• **Exercise aim**
What lines of the data below hold the string "PadronClient"? Copy each one.

Saved entries:
::::::

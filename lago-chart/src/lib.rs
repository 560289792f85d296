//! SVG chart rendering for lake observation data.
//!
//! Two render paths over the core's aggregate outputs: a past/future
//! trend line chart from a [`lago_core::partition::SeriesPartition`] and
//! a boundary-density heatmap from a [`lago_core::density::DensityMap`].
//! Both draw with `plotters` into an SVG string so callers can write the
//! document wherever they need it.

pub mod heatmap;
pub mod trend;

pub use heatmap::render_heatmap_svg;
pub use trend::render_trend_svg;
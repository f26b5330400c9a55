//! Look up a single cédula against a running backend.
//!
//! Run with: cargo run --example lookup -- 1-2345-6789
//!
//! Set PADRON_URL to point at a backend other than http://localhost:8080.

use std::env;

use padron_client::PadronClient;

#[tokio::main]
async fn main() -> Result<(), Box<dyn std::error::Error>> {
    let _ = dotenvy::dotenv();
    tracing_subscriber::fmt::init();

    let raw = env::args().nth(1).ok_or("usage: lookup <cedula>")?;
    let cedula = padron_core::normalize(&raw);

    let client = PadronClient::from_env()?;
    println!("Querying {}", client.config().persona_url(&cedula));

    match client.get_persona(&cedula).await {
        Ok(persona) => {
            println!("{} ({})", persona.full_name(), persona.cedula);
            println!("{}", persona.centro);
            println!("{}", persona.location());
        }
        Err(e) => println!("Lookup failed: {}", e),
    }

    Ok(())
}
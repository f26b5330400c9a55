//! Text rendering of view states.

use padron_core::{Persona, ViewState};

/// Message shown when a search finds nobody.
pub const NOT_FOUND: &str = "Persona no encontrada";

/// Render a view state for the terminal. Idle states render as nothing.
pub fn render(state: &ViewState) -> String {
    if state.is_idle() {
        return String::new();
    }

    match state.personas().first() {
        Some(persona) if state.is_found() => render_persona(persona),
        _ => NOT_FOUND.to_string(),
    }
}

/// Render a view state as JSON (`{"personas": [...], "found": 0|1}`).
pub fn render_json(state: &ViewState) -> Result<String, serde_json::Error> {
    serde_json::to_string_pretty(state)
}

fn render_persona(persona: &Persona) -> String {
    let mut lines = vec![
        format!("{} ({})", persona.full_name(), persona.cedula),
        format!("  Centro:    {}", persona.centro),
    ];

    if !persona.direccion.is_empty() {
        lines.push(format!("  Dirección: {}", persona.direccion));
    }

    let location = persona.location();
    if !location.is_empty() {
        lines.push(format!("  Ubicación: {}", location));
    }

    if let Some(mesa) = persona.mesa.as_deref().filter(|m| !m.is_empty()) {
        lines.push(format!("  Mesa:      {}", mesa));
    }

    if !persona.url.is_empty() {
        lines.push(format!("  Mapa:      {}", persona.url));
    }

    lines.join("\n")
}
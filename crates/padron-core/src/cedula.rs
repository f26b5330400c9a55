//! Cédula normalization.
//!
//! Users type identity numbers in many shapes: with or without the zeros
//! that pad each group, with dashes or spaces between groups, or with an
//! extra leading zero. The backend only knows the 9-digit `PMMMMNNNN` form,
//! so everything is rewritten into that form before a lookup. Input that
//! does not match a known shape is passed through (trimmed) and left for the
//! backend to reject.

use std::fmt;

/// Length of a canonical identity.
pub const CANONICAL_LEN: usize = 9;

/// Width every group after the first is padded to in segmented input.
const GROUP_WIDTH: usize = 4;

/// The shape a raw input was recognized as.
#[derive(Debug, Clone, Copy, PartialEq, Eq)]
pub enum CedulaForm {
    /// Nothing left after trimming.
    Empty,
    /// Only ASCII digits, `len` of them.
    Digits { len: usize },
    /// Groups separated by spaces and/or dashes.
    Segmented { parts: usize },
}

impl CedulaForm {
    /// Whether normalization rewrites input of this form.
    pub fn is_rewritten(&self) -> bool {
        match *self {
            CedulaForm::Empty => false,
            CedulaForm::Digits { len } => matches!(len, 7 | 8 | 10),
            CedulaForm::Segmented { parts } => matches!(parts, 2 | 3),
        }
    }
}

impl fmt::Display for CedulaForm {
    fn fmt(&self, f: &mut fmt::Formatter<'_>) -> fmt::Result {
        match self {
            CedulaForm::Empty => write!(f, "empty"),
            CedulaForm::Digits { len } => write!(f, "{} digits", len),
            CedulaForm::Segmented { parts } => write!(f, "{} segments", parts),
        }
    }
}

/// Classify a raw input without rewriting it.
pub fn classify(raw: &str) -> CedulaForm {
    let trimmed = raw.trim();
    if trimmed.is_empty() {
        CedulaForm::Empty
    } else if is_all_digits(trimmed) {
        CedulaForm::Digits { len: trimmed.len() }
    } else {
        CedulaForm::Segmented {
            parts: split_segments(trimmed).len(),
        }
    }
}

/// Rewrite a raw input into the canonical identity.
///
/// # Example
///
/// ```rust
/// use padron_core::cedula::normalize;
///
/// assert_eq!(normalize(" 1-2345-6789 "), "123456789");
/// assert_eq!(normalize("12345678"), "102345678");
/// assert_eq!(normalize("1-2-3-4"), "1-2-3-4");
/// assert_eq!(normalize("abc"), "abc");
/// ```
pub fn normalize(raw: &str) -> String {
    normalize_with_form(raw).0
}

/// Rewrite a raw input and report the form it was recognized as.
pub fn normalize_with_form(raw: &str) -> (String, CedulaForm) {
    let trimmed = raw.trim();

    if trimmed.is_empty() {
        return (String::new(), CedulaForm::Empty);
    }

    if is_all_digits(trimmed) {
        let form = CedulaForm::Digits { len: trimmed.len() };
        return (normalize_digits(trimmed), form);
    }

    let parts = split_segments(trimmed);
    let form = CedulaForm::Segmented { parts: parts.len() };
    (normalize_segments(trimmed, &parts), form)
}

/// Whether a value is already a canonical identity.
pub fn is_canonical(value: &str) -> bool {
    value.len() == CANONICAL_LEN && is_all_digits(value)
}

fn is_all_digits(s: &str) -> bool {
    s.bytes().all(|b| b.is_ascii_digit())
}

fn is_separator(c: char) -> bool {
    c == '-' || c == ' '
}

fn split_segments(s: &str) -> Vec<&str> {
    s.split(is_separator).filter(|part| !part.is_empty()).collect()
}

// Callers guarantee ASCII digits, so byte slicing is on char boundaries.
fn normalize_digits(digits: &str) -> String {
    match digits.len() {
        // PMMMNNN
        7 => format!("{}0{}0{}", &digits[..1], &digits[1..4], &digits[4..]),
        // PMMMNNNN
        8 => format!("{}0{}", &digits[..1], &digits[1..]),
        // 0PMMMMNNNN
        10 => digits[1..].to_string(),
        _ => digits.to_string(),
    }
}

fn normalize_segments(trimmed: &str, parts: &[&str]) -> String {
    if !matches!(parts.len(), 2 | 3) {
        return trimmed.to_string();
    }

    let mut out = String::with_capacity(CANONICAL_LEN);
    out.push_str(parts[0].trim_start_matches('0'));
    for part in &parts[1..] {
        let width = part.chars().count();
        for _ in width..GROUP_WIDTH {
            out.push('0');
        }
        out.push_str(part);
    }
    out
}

::::::

• **Output below**
use padron_client::PadronClient;
    let client = PadronClient::from_env()?;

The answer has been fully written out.